Goal of the exercise — Find all the lines in the entries below that hold the word "when" and copy them.

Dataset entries
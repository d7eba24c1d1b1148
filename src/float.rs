/*
 * // Copyright (c) Radzivon Bartoshyk 10/2026. All rights reserved.
 * //
 * // Redistribution and use in source and binary forms, with or without modification,
 * // are permitted provided that the following conditions are met:
 * //
 * // 1.  Redistributions of source code must retain the above copyright notice, this
 * // list of conditions and the following disclaimer.
 * //
 * // 2.  Redistributions in binary form must reproduce the above copyright notice,
 * // this list of conditions and the following disclaimer in the documentation
 * // and/or other materials provided with the distribution.
 * //
 * // 3.  Neither the name of the copyright holder nor the names of its
 * // contributors may be used to endorse or promote products derived from
 * // this software without specific prior written permission.
 * //
 * // THIS SOFTWARE IS PROVIDED BY THE COPYRIGHT HOLDERS AND CONTRIBUTORS "AS IS"
 * // AND ANY EXPRESS OR IMPLIED WARRANTIES, INCLUDING, BUT NOT LIMITED TO, THE
 * // IMPLIED WARRANTIES OF MERCHANTABILITY AND FITNESS FOR A PARTICULAR PURPOSE ARE
 * // DISCLAIMED. IN NO EVENT SHALL THE COPYRIGHT HOLDER OR CONTRIBUTORS BE LIABLE
 * // FOR ANY DIRECT, INDIRECT, INCIDENTAL, SPECIAL, EXEMPLARY, OR CONSEQUENTIAL
 * // DAMAGES (INCLUDING, BUT NOT LIMITED TO, PROCUREMENT OF SUBSTITUTE GOODS OR
 * // SERVICES; LOSS OF USE, DATA, OR PROFITS; OR BUSINESS INTERRUPTION) HOWEVER
 * // CAUSED AND ON ANY THEORY OF LIABILITY, WHETHER IN CONTRACT, STRICT LIABILITY,
 * // OR TORT (INCLUDING NEGLIGENCE OR OTHERWISE) ARISING IN ANY WAY OUT OF THE USE
 * // OF THIS SOFTWARE, EVEN IF ADVISED OF THE POSSIBILITY OF SUCH DAMAGE.
 */
//! floor(log2) through the binary64 representation.
//!
//! Every function here first converts `x` to `f64`. Up to 2^53 this is exact,
//! above it the conversion rounds to nearest-even and inputs just below a power
//! of two may land on that power, which moves the result one bucket up.
//! The largest agreeing input in the top bucket is found by
//! [find_divergence](crate::find_divergence).
use crate::mlaf::f_fmla;

const EXPONENT_BIAS: i64 = 1023;

/// floor(log2) from the biased exponent of `x as f64`.
///
/// Exact when `x as f64` does not round up into the next power of two, in
/// particular for every `x <= 2^54 - 2`. Disagrees with the reference at
/// `2^k - 1` for `k` in `54..=64` and above [EXPONENT_DIVERGENCE](crate::EXPONENT_DIVERGENCE).
///
/// Returns `-1023` for `x == 0`.
#[inline]
pub const fn ilog2_exponent(x: u64) -> i64 {
    let bits = (x as f64).to_bits();
    (bits >> 52) as i64 - EXPONENT_BIAS
}

/// Same as [ilog2_exponent] but reads the exponent from the high word of
/// `(x | 1) as f64`.
///
/// Setting the low bit maps zero to one. It also lifts even inputs that sit
/// on a rounding tie, so `2^54 - 2` already fails here while it is exact for
/// [ilog2_exponent]. The divergence in the top bucket is the same.
///
/// Returns `0` for `x == 0`.
#[inline]
pub const fn ilog2_exponent_or1(x: u64) -> i64 {
    let hi = ((x | 1) as f64).to_bits() >> 32;
    (hi as u32 >> 20) as i64 - EXPONENT_BIAS
}

/// floor of the system `log2` of `x as f64`.
///
/// Besides the conversion rounding this also suffers from `log2` rounding to
/// the nearest integer when `x` is just below a power of two, so it breaks
/// from `2^49 - 1` onwards even though the conversion is still exact there.
///
/// Returns `i64::MIN` for `x == 0` (saturated `-inf`).
#[inline]
pub fn ilog2_float_log(x: u64) -> i64 {
    (x as f64).log2().floor() as i64
}

/// Coefficients of the odd polynomial in `t = (m - 1) / (m + 1)`, as a
/// polynomial in `t^2`, highest degree first.
const LOG2_POLY: [f64; 7] = [
    0.2122298095941129899e+0,
    0.2210493187503736762e+0,
    0.2623293115969893702e+0,
    0.3205986261348816382e+0,
    0.4121985850084821691e+0,
    0.5770780163490337802e+0,
    0.9617966939259845749e+0,
];

/// `2 / ln(2)`, the linear term.
const LOG2_LINEAR: f64 = 0.2885390081777926802e+1;

/// Polynomial log2 for positive finite `d`, ULP ~3.5.
#[inline]
fn log2_poly(d: f64) -> f64 {
    // Move the mantissa into [sqrt(2)/2, sqrt(2)) and the exponent along with it.
    let bits = d.to_bits();
    let hi = ((bits >> 32) as u32).wrapping_add(0x3ff00000 - 0x3fe6a09e);
    let e = (hi >> 20) as i32 - 0x3ff;
    let reduced = ((hi & 0x000fffff).wrapping_add(0x3fe6a09e) as u64) << 32 | (bits & 0xffffffff);
    let m = f64::from_bits(reduced);

    let t = (m - 1.) / (m + 1.);
    let t2 = t * t;
    let mut u = LOG2_POLY[0];
    for &c in &LOG2_POLY[1..] {
        u = f_fmla(u, t2, c);
    }
    f_fmla(t2 * t, u, f_fmla(t, LOG2_LINEAR, e as f64))
}

/// floor of a polynomial log2 of `x as f64`.
///
/// Exact on powers of two since the reduced mantissa is then exactly `1`.
/// Just below a power the linear term drops under half an ulp of the
/// exponent, so like [ilog2_float_log] it breaks from `2^49 - 1` onwards and
/// its top-bucket divergence is [FLOAT_LOG_DIVERGENCE](crate::FLOAT_LOG_DIVERGENCE),
/// fused or not.
///
/// Returns `-1023` for `x == 0`, the zero exponent field read as is.
#[inline]
pub fn ilog2_poly_log(x: u64) -> i64 {
    log2_poly(x as f64).floor() as i64
}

Reply to the exercise —
/// Exact when `x as f64` does not round up into the next power of two, in
/// the nearest integer when `x` is just below a power of two, so it breaks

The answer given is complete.